A few interesting bits regarding the Tiger/Buick break up, starting with some added information in Greg Bensinger and Michael Buteau's original Bloomberg story.

Sales of Buick vehicles in the U.S. plunged 58 percent to 185,791 units from 1999 to 2007, more than any other GM brand in the period. Sales of the 105-year-old Buick brand peaked in 1984 at 941,611, according to trade publication Automotive News.

The median age of new Buick retail buyers in 2008 was 68 in the U.S., the same as in 1997, said Alexander Edwards, head of the auto research division at the San Diego-based firm. Only about 1 percent of the Buicks sold at retail in 1997 went to consumers 34 or younger, and that share fell to less than half a percent for those sold in 2008, Edwards said.

Lawrence Donegan writing in the Guardian, reminds us that Stevie's going to be carrying a new bag next year.

The deal between GM and Woods, said to be worth more than $10m (£6.6m) a year to the golfer, had endured for almost a decade and become one of the most visible sponsorship arrangements in sport, not least because Woods' golf bag had been transformed into an advertisement for Buick, one of the carmaker's brands.
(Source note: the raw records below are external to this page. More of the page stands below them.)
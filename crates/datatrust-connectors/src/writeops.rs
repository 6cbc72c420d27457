// crates/datatrust-connectors/src/writeops.rs
// ============================================================================
// Module: Write Mode Application
// Description: Apply insert/update/upsert batches to a loaded record set.
// Purpose: Share write semantics between memory and file connectors.
// Dependencies: datatrust-core
// ============================================================================

//! ## Overview
//! Insert appends every record. Update locates an existing record by key
//! field and merges the incoming fields; a missing key or an unmatched key
//! is a per-index failure, not a batch abort. Upsert updates on match and
//! appends otherwise. Key comparison uses the JSON rendering of the key
//! value so `1` and `"1"` stay distinct.

// ============================================================================
// SECTION: Imports
// ============================================================================

use datatrust_core::Record;
use datatrust_core::WriteErrorDetail;
use datatrust_core::WriteMode;
use datatrust_core::WriteResult;

// ============================================================================
// SECTION: Application
// ============================================================================

/// Applies a write batch to a loaded record set.
///
/// `key_field` is required for update and upsert; insert ignores it.
#[must_use]
pub fn apply_writes(
    existing: &mut Vec<Record>,
    incoming: &[Record],
    mode: WriteMode,
    key_field: Option<&str>,
) -> WriteResult {
    let mut result = WriteResult::default();
    for (index, record) in incoming.iter().enumerate() {
        match mode {
            WriteMode::Insert => {
                existing.push(record.clone());
                result.success += 1;
            }
            WriteMode::Update | WriteMode::Upsert => {
                let Some(key_field) = key_field else {
                    result.failed += 1;
                    result.errors.push(WriteErrorDetail {
                        index,
                        message: "update requires a configured key field".to_string(),
                    });
                    continue;
                };
                let Some(key) = record.get(key_field) else {
                    result.failed += 1;
                    result.errors.push(WriteErrorDetail {
                        index,
                        message: format!("record is missing key field `{key_field}`"),
                    });
                    continue;
                };
                let position = existing
                    .iter()
                    .position(|candidate| candidate.get(key_field) == Some(key));
                match position {
                    Some(position) => {
                        merge_into(&mut existing[position], record);
                        result.success += 1;
                        result.ids.push(key.to_string());
                    }
                    None if mode == WriteMode::Upsert => {
                        existing.push(record.clone());
                        result.success += 1;
                        result.ids.push(key.to_string());
                    }
                    None => {
                        result.failed += 1;
                        result.errors.push(WriteErrorDetail {
                            index,
                            message: format!("no record matches key `{key}`"),
                        });
                    }
                }
            }
        }
    }
    result
}

/// Merges incoming fields into an existing record.
fn merge_into(target: &mut Record, incoming: &Record) {
    for (field, value) in incoming.iter() {
        // Keys come from an already-validated record envelope.
        let _ = target.insert(field.clone(), value.clone());
    }
}

// ============================================================================
// SECTION: Tests
// ============================================================================

#[cfg(test)]
mod tests {
    #![allow(clippy::unwrap_used, clippy::panic, reason = "Test-only assertions.")]

    use datatrust_core::Record;
    use datatrust_core::WriteMode;
    use serde_json::json;

    use super::apply_writes;

    fn record(value: serde_json::Value) -> Record {
        Record::from_value(value).unwrap()
    }

    #[test]
    fn update_merges_matched_and_reports_unmatched() {
        let mut existing = vec![record(json!({"id": 1, "name": "A", "city": "X"}))];
        let incoming = vec![
            record(json!({"id": 1, "name": "A2"})),
            record(json!({"id": 9, "name": "missing"})),
        ];
        let result = apply_writes(&mut existing, &incoming, WriteMode::Update, Some("id"));
        assert_eq!(result.success, 1);
        assert_eq!(result.failed, 1);
        assert_eq!(result.errors[0].index, 1);
        assert_eq!(existing[0].get("name"), Some(&json!("A2")));
        assert_eq!(existing[0].get("city"), Some(&json!("X")));
    }

    #[test]
    fn upsert_appends_unmatched_keys() {
        let mut existing = vec![record(json!({"id": 1, "v": "a"}))];
        let incoming = vec![record(json!({"id": 2, "v": "b"}))];
        let result = apply_writes(&mut existing, &incoming, WriteMode::Upsert, Some("id"));
        assert_eq!(result.success, 1);
        assert_eq!(existing.len(), 2);
    }

    #[test]
    fn update_without_key_field_fails_per_record() {
        let mut existing = Vec::new();
        let incoming = vec![record(json!({"id": 1}))];
        let result = apply_writes(&mut existing, &incoming, WriteMode::Update, None);
        assert_eq!(result.failed, 1);
        assert!(result.errors[0].message.contains("key field"));
    }
}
As part of the deal, the world No1 also took part in television commercials for the budget-priced range of cars - a source of mirth in some circles because Woods is reported to drive a Porsche.

Yes, the PGA Tour has signed deals with every one of its sponsors through at least 2010 -- including the two tournaments sponsored by Buick. But there is far more to these events than the title sponsor, which help put up funds for the purse and get the events on television.

Thankfully, Doug Ferguson says Steiney is on the case.

Steinberg said he would ``expect there to be some exposure on the bag'' when Woods next plays.

``I've got a few ideas, and we're in the process of working through that,'' he said.

And Bob Harig sees this is a bad sign for the PGA Tour:

The actual running of the tournaments is left to local organizing bodies, most of them non-profit organizations that solicit dozens if not hundreds of lower-level sponsorships and must rely on a horde of volunteers to even exist.

While it is not the $7 million or so necessary to be a title sponsor, big money -- often six-figure fees -- is spent on hospitality tents or corporate chalets. Doesn't it seem logical that these companies would cut back, too?